# Data for review
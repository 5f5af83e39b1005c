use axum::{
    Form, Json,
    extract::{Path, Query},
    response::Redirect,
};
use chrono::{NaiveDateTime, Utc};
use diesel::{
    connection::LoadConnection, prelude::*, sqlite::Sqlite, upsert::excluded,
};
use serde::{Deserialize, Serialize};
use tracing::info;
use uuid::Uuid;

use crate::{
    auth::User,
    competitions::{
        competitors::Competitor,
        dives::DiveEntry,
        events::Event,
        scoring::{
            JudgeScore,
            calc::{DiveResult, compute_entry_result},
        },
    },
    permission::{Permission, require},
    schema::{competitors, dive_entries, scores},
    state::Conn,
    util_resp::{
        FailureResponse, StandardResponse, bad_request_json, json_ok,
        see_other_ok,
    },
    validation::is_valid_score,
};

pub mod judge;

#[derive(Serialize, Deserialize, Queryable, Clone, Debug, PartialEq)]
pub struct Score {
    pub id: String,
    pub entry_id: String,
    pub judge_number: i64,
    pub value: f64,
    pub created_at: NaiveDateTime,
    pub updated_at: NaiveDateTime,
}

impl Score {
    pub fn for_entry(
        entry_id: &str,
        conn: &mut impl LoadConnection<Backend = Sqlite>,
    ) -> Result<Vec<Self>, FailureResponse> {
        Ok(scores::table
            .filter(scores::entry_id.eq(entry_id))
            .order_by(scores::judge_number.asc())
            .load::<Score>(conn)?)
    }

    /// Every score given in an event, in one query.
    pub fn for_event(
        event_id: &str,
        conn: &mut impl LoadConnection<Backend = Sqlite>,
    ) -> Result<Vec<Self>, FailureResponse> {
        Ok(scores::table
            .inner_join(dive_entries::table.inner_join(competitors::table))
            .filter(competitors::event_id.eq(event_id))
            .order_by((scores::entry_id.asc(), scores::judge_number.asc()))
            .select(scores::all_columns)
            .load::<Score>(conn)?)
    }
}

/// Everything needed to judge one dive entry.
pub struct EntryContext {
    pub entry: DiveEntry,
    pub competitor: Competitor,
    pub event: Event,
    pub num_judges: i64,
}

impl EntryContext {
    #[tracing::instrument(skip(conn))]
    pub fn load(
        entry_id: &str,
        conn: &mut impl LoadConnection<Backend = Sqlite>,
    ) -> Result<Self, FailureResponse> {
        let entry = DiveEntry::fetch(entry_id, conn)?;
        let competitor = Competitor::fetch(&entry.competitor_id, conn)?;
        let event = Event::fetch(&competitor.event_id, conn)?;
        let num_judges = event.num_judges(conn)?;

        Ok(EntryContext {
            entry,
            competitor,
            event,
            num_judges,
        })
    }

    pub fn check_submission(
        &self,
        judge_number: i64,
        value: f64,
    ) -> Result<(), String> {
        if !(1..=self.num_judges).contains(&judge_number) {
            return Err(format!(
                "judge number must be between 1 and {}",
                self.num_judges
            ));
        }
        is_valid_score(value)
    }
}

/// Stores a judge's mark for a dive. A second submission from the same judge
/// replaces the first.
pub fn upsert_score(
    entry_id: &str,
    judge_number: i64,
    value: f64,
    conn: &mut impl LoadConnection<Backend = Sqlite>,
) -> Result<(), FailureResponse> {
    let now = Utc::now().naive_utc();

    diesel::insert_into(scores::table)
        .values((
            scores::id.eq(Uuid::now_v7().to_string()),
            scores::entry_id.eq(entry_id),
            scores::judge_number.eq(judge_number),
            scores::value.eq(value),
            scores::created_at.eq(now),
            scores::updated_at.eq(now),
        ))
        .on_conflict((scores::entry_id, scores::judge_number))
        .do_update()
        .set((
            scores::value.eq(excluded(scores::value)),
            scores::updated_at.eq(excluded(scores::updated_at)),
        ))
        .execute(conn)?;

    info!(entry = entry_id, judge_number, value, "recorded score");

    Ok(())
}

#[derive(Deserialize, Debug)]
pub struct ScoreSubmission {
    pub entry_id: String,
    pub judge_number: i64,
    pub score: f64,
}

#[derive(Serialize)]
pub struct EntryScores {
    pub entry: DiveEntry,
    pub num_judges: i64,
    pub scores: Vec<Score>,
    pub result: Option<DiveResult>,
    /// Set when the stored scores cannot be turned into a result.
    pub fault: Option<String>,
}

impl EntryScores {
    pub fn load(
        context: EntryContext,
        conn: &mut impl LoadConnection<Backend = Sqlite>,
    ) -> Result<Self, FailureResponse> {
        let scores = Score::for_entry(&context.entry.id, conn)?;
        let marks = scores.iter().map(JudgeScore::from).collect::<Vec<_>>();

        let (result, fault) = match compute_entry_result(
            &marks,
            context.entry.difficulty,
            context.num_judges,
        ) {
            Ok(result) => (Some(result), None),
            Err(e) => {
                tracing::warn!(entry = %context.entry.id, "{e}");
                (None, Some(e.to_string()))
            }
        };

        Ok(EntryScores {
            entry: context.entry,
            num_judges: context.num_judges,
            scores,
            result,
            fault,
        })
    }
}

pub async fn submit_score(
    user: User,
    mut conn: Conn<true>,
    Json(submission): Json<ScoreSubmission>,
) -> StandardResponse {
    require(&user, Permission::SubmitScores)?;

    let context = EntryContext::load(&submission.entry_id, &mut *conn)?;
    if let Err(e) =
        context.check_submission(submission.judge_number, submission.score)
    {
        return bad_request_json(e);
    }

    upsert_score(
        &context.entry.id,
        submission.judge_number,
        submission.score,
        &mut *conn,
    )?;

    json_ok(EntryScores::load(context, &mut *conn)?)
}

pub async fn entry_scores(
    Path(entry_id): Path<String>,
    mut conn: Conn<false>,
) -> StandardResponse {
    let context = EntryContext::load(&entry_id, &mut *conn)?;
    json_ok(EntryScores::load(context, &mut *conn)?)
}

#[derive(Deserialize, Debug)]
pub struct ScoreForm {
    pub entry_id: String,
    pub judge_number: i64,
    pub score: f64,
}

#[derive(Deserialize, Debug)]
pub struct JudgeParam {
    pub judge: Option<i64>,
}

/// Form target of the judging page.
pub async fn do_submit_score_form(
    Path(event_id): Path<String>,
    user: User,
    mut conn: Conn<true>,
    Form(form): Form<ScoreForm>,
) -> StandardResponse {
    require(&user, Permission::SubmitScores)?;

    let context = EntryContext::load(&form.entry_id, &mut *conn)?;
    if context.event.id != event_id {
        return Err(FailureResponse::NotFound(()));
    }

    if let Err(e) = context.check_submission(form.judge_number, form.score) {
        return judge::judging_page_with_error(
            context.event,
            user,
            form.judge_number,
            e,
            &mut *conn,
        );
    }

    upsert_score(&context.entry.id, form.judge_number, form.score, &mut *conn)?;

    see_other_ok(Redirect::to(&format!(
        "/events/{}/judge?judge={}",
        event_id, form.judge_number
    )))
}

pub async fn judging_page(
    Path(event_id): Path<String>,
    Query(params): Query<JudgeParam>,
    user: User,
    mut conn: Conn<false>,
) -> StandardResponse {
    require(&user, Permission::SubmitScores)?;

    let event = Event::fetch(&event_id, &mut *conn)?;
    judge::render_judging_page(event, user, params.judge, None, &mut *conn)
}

# What needs to be done
A single number, please: the count of lines above that contain the string "NaiveDateTime".

# Result of the task
3